_WHAT YOU SHOULD DO_: Search the data below for the string "chrono" and copy all lines where it shows up.
-- Opening Marker --
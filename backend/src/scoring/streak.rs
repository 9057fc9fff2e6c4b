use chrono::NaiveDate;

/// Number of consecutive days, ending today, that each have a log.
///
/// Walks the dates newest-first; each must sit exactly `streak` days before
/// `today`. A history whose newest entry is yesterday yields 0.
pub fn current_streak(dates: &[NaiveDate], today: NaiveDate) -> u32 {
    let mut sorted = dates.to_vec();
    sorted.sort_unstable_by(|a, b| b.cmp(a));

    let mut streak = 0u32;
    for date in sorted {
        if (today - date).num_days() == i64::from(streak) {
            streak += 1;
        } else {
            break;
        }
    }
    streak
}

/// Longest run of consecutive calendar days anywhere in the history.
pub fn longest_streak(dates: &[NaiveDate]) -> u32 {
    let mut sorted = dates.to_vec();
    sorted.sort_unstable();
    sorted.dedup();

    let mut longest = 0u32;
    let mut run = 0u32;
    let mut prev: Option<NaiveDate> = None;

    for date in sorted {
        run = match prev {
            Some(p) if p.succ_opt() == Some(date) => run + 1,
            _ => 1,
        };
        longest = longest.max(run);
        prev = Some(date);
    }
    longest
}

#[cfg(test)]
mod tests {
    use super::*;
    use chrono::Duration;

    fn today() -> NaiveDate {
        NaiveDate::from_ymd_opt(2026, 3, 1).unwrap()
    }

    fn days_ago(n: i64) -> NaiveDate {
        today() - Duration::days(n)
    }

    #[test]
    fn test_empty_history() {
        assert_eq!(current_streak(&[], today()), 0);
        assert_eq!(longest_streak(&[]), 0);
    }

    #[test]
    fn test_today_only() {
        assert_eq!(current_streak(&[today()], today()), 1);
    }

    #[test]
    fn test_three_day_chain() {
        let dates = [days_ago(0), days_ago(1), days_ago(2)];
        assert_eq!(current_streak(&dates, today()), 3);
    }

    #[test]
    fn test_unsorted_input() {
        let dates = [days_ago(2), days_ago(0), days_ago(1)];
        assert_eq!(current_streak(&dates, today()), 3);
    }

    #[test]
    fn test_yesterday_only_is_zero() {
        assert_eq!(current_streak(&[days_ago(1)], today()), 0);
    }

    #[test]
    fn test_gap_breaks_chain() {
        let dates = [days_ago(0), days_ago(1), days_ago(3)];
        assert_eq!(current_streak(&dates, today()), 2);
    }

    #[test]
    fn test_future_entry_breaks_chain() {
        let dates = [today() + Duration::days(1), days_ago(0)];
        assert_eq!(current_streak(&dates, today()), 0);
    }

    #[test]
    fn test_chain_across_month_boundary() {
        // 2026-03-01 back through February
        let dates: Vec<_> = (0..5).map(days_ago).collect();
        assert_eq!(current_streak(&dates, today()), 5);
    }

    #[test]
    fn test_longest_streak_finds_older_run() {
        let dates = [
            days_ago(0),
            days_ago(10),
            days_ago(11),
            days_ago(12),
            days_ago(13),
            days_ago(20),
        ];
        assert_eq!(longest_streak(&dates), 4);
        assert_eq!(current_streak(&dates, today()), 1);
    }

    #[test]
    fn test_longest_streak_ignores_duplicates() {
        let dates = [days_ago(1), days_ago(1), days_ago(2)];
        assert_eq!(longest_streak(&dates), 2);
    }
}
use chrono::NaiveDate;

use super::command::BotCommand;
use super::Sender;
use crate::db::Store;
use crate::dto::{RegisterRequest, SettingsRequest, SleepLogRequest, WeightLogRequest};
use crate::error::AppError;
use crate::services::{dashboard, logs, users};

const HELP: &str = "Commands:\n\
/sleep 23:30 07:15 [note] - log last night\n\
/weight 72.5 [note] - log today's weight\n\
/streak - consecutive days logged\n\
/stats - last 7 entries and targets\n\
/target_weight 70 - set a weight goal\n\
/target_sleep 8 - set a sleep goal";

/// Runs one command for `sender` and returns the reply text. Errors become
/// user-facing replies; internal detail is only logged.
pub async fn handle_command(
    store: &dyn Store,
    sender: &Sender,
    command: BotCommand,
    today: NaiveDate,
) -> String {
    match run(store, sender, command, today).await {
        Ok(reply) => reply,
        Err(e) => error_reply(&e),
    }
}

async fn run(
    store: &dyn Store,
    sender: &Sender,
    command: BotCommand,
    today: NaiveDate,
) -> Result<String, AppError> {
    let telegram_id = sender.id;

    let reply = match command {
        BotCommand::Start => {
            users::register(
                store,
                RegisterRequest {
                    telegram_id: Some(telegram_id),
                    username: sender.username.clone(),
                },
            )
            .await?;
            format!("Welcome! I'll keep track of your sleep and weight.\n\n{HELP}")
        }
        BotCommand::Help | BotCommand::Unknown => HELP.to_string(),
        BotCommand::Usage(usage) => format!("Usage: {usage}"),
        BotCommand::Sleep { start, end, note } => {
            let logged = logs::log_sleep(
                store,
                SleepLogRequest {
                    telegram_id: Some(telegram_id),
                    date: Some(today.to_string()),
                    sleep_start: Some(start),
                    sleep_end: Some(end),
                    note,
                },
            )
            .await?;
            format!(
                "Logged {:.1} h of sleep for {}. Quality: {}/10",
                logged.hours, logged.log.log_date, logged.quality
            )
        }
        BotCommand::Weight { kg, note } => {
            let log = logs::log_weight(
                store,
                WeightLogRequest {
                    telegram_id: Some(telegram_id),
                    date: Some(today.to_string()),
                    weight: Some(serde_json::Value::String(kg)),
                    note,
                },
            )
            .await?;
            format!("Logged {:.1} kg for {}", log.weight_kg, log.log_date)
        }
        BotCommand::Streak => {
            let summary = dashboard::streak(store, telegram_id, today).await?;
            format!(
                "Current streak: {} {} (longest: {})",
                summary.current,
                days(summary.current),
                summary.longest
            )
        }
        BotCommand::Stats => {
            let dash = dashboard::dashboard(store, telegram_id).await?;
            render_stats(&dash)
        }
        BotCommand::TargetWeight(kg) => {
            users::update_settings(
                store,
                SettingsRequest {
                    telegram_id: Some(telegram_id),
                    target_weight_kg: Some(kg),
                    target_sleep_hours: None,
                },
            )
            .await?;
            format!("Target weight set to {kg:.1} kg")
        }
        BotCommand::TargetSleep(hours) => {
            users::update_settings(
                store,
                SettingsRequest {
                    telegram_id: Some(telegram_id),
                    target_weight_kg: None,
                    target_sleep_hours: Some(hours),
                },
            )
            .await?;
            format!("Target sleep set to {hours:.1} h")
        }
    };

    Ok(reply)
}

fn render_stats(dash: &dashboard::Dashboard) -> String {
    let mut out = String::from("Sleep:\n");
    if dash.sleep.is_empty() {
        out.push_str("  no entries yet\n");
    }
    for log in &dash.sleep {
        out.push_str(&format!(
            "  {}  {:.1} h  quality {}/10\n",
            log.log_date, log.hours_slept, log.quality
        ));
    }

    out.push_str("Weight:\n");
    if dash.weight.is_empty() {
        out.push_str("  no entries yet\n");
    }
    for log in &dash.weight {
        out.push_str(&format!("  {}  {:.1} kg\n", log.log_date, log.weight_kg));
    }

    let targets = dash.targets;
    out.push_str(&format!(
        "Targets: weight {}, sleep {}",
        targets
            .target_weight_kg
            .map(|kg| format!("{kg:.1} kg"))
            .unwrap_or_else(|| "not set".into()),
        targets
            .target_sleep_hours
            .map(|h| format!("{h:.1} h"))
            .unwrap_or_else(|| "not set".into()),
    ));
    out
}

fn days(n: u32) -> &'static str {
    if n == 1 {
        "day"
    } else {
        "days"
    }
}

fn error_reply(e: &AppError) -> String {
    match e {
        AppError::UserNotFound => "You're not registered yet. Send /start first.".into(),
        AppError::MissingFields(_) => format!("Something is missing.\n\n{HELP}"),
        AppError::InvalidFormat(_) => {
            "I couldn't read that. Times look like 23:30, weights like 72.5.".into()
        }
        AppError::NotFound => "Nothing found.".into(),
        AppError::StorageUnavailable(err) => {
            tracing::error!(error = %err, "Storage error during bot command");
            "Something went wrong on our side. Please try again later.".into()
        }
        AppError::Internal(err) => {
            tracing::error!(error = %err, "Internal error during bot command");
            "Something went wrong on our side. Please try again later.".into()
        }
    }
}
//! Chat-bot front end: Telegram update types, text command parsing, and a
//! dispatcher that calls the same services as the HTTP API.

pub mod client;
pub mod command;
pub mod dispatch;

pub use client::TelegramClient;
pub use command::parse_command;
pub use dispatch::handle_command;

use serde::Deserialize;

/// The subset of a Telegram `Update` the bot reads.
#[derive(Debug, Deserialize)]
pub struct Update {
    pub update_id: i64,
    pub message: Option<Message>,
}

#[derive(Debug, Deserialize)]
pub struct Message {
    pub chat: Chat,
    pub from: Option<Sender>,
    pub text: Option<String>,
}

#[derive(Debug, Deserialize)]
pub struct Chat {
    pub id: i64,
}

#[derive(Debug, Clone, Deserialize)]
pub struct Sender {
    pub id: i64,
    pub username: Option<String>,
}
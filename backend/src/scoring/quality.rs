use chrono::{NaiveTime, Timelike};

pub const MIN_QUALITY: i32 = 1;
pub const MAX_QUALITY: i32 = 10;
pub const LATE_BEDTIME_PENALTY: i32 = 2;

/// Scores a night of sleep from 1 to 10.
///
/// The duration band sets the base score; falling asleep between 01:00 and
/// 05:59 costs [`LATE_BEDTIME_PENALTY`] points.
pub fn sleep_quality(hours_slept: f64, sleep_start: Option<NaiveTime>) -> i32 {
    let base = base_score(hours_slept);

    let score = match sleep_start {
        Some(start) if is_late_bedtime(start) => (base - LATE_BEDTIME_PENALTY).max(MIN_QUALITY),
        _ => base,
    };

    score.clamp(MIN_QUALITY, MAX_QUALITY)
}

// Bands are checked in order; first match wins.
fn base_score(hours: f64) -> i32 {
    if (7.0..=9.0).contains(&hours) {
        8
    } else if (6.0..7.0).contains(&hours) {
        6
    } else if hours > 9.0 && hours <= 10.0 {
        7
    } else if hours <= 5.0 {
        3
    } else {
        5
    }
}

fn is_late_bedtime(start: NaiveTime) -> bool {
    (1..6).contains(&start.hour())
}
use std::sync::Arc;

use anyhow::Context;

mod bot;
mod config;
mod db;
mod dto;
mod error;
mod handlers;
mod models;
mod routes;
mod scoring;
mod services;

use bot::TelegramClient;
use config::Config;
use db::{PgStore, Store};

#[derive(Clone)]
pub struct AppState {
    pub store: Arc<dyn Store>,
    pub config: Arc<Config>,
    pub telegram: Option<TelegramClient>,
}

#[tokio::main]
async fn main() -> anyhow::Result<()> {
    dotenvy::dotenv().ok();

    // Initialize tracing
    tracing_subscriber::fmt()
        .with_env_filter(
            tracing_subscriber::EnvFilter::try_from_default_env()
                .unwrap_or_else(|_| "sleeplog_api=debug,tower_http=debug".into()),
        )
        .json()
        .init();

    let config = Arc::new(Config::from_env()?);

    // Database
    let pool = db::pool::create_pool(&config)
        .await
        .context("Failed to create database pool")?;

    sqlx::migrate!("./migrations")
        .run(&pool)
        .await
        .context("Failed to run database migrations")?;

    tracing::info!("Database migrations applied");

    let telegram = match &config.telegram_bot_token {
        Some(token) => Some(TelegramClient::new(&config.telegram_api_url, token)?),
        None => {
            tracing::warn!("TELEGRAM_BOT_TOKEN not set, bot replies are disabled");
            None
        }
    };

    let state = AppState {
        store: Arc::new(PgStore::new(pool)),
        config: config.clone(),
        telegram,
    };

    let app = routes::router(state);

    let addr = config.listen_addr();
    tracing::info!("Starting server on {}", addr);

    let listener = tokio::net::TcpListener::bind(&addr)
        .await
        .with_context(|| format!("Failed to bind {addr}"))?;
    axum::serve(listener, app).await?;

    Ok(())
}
-- Closing Marker --
_TASK ANSWER_:
use chrono::NaiveDate;
    use chrono::Duration;
use chrono::NaiveDate;
use chrono::{NaiveTime, Timelike};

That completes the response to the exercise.